• **Exercise brief**
Take each line of the data that contains the string "example" and copy it.
··· Records shown ···
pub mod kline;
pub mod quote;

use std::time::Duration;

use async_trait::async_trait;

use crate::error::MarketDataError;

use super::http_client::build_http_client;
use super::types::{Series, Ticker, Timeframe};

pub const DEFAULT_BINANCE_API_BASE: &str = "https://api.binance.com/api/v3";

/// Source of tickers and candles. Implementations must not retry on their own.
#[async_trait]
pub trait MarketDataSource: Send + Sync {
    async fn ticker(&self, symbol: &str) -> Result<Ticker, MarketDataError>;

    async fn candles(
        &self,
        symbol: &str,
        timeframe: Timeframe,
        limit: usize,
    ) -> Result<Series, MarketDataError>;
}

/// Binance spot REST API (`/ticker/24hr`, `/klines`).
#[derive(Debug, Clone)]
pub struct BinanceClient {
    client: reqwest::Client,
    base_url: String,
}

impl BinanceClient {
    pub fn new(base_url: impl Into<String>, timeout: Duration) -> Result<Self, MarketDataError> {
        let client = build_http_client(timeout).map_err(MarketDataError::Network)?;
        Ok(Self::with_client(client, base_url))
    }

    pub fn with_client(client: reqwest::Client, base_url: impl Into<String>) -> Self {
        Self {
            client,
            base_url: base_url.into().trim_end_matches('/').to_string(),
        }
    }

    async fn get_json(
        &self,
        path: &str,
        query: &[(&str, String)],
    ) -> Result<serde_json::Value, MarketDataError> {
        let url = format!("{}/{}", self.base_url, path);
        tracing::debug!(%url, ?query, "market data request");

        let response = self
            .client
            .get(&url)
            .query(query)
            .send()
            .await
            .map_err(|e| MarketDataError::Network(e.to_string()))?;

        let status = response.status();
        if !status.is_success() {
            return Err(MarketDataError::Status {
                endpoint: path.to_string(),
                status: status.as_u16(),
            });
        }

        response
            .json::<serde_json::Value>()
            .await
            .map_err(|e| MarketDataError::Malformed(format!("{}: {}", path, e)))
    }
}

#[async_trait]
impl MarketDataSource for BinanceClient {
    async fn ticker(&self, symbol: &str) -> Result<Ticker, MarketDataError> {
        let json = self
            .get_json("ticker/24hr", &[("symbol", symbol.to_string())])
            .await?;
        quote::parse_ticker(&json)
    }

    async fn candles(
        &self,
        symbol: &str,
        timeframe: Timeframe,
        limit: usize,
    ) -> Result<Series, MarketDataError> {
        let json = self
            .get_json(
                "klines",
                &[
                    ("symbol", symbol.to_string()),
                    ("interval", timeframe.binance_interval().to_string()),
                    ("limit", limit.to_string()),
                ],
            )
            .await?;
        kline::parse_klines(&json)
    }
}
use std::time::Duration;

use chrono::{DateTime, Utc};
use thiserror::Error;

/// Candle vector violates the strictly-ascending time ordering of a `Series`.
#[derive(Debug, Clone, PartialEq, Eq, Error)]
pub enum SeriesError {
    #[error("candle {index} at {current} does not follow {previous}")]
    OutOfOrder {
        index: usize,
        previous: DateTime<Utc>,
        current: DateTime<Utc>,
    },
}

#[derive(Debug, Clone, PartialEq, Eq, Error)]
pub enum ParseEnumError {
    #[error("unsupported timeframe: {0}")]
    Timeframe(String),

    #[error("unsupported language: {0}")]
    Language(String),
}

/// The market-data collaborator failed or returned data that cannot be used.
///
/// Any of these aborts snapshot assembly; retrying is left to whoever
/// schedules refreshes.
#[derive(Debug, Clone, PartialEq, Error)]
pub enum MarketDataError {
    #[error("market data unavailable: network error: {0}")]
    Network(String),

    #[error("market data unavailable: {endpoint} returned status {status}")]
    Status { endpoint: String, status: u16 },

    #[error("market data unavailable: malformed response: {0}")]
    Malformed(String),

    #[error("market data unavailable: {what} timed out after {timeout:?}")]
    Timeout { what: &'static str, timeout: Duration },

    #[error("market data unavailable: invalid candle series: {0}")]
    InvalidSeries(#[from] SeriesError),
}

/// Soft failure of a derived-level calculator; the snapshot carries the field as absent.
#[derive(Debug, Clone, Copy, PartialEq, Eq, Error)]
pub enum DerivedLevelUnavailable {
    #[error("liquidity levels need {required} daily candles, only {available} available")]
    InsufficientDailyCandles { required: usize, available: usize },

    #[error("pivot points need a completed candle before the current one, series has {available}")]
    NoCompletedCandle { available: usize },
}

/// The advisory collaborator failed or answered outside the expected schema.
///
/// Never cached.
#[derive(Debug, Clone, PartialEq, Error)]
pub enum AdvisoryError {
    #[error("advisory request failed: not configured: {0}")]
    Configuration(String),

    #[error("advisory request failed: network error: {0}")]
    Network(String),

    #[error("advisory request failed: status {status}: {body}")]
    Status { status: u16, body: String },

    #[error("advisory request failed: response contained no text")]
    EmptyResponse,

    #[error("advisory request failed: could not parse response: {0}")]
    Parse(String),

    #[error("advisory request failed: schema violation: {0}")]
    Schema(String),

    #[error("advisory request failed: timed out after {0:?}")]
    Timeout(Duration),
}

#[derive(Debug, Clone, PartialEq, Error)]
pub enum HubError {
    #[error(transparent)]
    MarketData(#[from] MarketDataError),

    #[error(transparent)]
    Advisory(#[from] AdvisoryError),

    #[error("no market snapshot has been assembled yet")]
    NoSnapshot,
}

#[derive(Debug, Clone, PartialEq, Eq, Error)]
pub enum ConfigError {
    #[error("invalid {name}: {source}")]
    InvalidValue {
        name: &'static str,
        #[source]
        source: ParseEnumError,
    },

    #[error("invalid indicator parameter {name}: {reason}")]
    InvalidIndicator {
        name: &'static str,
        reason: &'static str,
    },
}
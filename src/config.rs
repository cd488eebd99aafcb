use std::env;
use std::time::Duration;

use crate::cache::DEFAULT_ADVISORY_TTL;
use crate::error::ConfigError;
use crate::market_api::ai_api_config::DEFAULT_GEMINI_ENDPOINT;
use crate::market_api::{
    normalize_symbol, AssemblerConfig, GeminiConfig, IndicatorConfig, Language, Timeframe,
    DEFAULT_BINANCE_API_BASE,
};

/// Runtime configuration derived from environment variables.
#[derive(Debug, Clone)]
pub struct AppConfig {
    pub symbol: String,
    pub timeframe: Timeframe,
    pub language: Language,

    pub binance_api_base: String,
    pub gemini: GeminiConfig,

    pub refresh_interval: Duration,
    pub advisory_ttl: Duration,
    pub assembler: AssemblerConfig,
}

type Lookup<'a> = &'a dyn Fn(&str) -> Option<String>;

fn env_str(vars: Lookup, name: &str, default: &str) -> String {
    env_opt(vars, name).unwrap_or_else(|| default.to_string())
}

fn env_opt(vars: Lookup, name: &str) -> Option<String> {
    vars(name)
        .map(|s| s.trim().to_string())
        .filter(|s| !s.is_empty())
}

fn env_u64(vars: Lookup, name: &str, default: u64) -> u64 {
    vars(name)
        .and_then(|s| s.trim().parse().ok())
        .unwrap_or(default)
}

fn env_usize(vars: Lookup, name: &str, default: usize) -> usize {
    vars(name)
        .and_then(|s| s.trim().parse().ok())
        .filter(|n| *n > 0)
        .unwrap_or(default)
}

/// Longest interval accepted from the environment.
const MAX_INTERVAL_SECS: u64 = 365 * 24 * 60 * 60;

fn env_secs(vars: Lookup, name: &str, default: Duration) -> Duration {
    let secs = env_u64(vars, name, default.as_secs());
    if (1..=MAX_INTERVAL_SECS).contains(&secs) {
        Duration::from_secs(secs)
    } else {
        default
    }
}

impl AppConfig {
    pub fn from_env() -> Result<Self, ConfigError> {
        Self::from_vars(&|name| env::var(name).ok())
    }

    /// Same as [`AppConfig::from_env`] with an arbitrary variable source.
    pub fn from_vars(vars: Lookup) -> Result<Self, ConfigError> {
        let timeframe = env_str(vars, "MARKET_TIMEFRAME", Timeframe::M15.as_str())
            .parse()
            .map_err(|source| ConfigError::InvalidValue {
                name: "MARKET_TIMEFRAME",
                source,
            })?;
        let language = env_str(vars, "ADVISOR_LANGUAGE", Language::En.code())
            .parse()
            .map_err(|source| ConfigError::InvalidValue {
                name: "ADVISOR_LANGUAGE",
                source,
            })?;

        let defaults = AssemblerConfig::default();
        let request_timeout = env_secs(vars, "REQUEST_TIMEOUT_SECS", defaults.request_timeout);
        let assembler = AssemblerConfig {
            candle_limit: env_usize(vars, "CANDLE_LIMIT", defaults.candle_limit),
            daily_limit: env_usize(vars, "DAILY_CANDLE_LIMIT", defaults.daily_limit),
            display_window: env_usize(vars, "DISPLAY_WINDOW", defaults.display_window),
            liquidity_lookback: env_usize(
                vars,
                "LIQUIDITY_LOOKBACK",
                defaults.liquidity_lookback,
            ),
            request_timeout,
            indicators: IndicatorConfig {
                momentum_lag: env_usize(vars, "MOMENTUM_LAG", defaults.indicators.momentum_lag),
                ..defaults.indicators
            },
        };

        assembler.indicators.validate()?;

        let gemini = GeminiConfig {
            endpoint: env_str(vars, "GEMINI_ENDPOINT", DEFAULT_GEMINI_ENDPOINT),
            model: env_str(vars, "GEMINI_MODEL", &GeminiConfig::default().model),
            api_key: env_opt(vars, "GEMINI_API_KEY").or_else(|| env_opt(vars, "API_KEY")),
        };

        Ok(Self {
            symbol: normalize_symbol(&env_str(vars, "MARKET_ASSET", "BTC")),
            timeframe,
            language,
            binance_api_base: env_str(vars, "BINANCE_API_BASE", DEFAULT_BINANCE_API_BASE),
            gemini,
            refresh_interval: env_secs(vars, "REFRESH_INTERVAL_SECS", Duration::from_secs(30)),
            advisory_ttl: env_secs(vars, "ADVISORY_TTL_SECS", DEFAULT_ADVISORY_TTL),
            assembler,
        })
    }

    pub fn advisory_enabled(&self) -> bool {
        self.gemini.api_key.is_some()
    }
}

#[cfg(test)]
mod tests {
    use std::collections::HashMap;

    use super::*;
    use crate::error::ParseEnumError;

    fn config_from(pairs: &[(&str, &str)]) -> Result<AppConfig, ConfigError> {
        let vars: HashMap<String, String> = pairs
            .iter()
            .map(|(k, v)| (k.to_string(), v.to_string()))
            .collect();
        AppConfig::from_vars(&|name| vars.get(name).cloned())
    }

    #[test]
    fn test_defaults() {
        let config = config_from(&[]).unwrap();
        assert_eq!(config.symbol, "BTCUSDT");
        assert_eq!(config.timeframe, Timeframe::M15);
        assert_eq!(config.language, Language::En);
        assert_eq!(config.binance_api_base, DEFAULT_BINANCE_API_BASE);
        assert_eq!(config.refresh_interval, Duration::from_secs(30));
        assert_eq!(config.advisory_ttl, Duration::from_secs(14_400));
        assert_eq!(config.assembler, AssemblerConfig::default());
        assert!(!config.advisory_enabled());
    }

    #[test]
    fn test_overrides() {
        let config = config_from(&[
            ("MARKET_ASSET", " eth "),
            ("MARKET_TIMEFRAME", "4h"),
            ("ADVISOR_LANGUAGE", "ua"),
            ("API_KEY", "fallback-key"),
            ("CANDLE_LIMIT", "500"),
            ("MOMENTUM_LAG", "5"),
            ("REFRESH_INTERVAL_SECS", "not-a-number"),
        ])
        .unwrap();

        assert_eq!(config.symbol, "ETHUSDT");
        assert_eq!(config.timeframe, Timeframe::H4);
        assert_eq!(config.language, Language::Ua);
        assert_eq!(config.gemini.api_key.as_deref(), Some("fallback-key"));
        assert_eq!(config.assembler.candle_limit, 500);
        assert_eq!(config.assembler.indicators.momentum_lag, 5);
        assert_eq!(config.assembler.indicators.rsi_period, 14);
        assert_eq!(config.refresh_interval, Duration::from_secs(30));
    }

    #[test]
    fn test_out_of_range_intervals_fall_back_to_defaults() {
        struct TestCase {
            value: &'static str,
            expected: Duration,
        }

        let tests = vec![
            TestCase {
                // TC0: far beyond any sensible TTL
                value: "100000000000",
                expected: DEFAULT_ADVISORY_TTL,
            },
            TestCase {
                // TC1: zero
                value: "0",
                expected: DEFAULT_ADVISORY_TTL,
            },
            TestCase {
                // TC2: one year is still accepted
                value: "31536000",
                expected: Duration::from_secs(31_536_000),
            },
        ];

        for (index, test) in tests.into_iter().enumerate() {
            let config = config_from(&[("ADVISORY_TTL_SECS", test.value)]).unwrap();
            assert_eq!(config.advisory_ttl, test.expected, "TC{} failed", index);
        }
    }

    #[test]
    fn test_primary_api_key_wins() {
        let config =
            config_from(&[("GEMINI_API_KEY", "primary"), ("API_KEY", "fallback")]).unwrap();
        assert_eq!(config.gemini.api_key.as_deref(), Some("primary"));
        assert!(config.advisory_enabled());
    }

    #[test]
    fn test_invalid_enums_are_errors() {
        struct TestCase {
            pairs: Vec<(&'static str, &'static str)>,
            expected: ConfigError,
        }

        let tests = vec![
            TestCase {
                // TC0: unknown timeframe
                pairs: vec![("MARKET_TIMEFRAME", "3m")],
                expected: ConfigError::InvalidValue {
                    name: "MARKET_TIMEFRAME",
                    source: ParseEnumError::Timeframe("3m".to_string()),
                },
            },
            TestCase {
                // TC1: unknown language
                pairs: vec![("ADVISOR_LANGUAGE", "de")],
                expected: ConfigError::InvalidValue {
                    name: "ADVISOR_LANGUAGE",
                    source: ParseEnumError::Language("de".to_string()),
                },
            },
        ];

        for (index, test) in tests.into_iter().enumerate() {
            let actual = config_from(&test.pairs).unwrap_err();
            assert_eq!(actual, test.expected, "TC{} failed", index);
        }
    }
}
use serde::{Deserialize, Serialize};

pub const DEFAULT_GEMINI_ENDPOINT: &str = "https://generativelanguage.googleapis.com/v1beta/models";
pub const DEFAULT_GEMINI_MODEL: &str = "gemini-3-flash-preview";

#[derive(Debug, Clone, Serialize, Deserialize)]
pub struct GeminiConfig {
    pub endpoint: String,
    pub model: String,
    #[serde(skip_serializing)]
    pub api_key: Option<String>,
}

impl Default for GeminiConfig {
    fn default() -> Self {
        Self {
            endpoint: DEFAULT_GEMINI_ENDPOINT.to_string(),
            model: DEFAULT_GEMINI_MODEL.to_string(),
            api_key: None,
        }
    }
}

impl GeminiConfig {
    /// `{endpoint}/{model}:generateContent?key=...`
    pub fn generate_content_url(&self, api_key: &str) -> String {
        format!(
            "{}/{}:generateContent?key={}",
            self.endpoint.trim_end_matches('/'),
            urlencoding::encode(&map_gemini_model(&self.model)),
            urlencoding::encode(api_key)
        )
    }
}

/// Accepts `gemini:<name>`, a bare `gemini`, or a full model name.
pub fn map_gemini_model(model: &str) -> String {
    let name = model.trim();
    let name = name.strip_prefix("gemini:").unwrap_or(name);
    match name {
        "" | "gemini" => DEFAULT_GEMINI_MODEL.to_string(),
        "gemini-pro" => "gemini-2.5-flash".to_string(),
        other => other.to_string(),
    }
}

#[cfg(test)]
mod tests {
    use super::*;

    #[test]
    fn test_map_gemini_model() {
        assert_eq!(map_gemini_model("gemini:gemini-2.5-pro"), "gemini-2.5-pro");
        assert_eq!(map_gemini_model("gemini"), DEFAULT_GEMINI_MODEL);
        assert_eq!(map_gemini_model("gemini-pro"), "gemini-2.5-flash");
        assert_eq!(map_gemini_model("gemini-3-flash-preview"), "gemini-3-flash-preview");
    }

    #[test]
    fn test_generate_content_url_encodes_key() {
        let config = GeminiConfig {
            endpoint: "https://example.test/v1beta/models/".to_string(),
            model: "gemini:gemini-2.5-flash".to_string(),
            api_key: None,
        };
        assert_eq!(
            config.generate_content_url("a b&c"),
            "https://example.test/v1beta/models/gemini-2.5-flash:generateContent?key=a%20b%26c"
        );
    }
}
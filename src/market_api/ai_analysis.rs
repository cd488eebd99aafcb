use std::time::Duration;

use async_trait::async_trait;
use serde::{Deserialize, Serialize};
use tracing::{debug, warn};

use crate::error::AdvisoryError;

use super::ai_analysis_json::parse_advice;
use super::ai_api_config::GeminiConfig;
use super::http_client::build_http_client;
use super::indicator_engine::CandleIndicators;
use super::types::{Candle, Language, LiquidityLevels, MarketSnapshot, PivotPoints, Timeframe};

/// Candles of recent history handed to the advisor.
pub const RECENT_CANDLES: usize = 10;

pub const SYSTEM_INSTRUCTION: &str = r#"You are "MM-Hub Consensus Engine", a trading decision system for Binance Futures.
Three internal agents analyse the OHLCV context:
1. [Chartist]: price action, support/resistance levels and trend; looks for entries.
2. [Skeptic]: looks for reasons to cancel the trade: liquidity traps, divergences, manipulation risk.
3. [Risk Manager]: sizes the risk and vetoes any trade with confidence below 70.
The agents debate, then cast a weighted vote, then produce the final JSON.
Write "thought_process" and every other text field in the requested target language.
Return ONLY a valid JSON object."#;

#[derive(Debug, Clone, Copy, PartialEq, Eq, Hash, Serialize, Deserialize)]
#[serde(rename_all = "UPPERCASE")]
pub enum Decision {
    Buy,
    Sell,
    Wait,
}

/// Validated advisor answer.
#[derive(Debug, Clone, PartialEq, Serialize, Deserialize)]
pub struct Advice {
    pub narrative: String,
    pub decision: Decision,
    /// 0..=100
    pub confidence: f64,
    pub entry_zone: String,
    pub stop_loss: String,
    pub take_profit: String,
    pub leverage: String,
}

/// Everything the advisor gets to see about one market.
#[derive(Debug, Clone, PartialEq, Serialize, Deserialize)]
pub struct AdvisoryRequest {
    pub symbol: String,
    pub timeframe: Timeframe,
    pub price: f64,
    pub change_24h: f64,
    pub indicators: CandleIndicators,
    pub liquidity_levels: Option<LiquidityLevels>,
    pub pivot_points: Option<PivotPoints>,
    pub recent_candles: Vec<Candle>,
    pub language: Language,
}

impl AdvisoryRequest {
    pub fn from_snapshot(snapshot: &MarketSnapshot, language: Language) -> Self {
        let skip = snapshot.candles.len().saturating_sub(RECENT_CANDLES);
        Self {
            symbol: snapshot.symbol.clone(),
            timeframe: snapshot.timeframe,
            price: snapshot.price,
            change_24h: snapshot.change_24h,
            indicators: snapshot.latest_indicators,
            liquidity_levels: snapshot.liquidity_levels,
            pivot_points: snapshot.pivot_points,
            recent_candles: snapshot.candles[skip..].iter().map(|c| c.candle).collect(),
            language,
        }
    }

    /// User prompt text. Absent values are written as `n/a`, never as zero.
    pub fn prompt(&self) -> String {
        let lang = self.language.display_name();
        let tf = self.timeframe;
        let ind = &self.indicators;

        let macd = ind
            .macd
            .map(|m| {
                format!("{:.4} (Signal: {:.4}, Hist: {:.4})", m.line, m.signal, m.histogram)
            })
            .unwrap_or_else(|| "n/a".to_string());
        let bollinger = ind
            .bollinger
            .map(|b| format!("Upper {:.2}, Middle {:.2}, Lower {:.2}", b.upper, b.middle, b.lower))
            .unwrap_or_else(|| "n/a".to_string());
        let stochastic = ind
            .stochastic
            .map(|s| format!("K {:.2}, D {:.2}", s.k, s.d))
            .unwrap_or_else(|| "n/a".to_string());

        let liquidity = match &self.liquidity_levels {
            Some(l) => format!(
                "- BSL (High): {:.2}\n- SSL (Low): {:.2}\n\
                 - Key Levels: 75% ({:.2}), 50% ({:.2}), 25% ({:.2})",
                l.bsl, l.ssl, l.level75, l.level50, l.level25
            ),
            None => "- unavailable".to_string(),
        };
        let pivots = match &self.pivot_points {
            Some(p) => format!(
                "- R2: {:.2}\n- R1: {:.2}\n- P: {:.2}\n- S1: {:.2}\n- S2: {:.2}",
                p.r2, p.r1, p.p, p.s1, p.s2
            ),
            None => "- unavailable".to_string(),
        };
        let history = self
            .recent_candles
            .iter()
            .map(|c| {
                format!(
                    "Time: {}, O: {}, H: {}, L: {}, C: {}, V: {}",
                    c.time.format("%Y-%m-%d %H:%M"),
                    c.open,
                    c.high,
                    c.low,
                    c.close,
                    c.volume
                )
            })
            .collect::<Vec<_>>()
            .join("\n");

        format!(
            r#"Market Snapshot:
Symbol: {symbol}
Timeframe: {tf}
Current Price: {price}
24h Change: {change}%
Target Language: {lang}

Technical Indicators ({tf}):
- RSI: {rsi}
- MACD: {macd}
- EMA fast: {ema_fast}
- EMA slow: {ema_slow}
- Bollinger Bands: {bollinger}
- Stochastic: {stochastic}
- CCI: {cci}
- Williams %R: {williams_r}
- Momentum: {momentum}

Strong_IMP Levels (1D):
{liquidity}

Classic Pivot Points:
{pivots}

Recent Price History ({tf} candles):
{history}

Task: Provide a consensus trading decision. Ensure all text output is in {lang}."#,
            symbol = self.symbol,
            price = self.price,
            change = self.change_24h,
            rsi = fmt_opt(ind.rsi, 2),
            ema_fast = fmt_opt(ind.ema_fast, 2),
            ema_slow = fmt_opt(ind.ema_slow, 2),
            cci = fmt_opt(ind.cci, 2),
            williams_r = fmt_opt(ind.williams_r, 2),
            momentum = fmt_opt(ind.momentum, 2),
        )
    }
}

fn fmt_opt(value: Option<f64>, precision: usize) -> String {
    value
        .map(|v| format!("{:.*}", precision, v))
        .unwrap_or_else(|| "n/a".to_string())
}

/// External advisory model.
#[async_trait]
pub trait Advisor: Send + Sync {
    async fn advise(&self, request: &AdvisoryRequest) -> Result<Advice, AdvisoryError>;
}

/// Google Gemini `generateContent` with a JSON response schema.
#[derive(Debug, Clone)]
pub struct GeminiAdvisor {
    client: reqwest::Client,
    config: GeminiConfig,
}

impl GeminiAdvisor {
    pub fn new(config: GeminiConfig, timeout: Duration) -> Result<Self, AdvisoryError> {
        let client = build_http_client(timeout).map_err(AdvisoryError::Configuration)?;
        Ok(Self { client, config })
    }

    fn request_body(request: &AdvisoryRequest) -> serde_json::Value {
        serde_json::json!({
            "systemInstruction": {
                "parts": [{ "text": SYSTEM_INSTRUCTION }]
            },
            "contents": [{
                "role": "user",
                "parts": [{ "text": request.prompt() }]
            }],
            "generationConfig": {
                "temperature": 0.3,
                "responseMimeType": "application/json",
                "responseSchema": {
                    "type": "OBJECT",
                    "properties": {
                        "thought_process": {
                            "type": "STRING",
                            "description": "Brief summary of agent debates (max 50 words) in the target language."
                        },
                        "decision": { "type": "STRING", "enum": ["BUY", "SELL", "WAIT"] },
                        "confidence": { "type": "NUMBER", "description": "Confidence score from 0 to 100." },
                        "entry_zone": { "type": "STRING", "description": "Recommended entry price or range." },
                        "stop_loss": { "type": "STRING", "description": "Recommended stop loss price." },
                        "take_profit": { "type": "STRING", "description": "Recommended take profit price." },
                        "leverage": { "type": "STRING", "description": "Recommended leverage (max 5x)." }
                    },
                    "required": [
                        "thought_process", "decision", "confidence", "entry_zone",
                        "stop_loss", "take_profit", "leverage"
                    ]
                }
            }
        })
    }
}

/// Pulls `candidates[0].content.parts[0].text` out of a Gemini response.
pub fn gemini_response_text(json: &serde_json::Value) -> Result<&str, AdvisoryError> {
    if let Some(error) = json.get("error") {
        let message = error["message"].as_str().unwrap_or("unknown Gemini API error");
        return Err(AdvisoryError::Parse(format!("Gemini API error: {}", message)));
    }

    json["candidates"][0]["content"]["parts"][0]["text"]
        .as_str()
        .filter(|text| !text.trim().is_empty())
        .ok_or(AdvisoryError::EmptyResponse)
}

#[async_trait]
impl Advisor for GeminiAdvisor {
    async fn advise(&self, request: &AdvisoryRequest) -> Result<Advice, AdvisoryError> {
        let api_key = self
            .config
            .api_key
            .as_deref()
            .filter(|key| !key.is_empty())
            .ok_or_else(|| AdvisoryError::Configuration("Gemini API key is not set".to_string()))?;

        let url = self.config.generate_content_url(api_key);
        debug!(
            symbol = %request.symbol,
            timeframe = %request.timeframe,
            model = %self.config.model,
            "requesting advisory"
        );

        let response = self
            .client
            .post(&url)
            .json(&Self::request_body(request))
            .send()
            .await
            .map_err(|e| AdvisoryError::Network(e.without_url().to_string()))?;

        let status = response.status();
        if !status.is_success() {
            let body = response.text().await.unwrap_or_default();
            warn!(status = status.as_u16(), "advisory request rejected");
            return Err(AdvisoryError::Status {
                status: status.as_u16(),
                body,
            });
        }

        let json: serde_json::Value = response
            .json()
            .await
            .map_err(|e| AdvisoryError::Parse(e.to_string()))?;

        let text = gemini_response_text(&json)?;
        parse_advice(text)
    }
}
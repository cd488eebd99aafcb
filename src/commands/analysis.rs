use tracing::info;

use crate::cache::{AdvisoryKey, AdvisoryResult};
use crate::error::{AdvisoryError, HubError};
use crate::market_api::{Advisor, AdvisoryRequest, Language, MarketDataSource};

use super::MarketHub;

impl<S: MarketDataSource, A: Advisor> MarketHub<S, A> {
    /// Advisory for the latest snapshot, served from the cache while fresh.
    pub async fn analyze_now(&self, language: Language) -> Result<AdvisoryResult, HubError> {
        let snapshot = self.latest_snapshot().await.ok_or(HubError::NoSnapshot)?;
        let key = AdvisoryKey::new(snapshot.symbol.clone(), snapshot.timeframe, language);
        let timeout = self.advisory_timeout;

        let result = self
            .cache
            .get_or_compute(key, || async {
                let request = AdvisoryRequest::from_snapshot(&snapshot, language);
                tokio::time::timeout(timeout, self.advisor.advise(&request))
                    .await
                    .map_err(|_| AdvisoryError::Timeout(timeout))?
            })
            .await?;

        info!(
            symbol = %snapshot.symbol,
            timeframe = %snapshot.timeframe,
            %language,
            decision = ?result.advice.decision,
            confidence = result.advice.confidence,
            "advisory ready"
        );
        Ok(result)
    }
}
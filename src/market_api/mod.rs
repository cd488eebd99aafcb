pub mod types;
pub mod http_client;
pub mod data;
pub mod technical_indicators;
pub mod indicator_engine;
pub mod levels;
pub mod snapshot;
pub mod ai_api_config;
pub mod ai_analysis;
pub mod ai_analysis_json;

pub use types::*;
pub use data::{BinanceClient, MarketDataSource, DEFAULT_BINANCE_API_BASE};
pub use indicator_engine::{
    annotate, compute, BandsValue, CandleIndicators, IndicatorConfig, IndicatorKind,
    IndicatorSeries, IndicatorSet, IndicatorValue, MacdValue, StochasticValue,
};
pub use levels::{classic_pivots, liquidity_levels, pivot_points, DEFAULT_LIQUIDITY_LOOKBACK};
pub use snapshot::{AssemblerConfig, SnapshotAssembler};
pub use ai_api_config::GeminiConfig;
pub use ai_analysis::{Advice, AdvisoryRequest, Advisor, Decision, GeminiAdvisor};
···
• **Result of the exercise**
            endpoint: "https://example.test/v1beta/models/".to_string(),
            "https://example.test/v1beta/models/gemini-2.5-flash:generateContent?key=a%20b%26c"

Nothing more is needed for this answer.